If a line in the records below contains "derive", copy that line.

# Material to process
━━━━━━━━━━━━━━━━

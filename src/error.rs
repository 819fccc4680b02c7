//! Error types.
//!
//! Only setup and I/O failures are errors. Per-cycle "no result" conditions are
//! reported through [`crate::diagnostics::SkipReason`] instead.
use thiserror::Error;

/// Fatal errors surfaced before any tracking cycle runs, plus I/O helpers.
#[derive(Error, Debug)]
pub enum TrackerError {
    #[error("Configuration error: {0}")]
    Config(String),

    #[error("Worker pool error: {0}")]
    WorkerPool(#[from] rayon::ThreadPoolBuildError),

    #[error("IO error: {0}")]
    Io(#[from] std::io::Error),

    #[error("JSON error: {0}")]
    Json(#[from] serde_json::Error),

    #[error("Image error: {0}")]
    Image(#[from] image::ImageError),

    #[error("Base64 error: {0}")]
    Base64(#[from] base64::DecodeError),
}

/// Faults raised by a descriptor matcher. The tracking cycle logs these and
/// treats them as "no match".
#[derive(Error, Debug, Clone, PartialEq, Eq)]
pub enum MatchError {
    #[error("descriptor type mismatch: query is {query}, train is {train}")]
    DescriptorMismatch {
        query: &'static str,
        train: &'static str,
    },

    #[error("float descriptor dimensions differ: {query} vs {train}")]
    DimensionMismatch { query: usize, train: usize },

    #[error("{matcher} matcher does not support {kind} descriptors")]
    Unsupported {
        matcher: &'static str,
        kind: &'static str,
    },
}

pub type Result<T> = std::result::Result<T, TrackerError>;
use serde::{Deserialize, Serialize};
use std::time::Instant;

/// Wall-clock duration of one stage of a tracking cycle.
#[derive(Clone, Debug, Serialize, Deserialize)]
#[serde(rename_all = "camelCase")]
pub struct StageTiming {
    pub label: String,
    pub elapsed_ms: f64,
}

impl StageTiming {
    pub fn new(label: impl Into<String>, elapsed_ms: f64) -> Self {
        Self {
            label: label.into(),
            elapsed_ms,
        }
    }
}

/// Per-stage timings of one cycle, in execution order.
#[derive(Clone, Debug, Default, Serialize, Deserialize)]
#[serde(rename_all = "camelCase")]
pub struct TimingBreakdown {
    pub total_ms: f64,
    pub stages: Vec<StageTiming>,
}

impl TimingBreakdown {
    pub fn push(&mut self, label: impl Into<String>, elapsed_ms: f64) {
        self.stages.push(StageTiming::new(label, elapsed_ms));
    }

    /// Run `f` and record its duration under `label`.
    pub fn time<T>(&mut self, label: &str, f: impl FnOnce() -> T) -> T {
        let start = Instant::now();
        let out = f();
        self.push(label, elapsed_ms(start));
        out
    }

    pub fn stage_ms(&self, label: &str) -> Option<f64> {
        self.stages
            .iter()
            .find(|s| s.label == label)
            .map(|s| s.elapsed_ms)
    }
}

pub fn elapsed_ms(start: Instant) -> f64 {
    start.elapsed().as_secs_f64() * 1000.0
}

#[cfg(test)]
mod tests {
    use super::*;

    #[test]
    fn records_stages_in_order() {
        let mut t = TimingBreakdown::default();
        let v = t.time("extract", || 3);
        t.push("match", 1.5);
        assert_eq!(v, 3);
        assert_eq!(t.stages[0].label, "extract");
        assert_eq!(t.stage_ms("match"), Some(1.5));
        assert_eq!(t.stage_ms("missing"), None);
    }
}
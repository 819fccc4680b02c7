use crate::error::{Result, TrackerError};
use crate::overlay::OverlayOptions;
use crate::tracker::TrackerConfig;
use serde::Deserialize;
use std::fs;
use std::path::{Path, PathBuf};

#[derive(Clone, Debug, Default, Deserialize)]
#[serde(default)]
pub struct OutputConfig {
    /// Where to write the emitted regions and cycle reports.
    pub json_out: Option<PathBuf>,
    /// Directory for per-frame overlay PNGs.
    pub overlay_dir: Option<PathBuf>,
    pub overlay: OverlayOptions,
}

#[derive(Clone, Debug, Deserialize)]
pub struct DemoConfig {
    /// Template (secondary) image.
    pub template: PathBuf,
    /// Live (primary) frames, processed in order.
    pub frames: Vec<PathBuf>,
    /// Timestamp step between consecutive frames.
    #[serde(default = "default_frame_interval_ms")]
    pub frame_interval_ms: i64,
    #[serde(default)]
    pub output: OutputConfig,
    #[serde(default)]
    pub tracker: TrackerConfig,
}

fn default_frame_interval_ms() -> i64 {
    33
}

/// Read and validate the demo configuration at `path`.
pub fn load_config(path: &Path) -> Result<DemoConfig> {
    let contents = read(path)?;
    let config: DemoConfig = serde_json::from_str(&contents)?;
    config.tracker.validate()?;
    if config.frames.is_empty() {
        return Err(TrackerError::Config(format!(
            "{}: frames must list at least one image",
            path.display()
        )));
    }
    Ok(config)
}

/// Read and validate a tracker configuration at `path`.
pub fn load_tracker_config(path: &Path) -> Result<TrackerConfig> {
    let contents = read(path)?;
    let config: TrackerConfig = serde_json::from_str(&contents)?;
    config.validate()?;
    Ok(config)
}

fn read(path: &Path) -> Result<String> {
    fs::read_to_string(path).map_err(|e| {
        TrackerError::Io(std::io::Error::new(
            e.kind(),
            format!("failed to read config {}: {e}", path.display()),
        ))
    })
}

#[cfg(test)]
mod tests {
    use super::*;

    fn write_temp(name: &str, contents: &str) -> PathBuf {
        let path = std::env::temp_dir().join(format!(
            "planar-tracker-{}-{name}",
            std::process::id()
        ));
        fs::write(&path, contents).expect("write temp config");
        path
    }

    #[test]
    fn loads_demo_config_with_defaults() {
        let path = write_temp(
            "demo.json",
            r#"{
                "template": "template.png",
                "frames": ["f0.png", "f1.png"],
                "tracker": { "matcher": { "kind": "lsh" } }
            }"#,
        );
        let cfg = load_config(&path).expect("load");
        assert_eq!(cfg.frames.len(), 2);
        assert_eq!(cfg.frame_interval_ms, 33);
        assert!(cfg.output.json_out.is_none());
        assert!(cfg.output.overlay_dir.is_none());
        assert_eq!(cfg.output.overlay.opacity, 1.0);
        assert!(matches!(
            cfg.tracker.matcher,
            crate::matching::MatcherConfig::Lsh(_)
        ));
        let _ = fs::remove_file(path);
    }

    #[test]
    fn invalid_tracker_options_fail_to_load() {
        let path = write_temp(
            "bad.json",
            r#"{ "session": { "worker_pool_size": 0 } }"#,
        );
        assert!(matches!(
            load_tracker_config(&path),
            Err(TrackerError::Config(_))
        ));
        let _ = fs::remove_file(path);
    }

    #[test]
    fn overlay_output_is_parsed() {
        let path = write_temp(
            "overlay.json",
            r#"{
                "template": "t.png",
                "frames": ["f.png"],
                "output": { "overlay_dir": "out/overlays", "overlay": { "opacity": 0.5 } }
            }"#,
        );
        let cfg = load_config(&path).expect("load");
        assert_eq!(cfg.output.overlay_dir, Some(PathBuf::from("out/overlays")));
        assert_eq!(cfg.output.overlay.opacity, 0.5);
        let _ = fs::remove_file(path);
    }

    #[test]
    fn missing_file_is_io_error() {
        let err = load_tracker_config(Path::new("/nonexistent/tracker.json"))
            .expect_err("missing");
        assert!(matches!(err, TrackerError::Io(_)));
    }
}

━━━━━━━━━━━━━━━━

# Output below
#[derive(Error, Debug)]
#[derive(Error, Debug, Clone, PartialEq, Eq)]
#[derive(Clone, Debug, Serialize, Deserialize)]
#[derive(Clone, Debug, Default, Serialize, Deserialize)]
#[derive(Clone, Debug, Default, Deserialize)]
#[derive(Clone, Debug, Deserialize)]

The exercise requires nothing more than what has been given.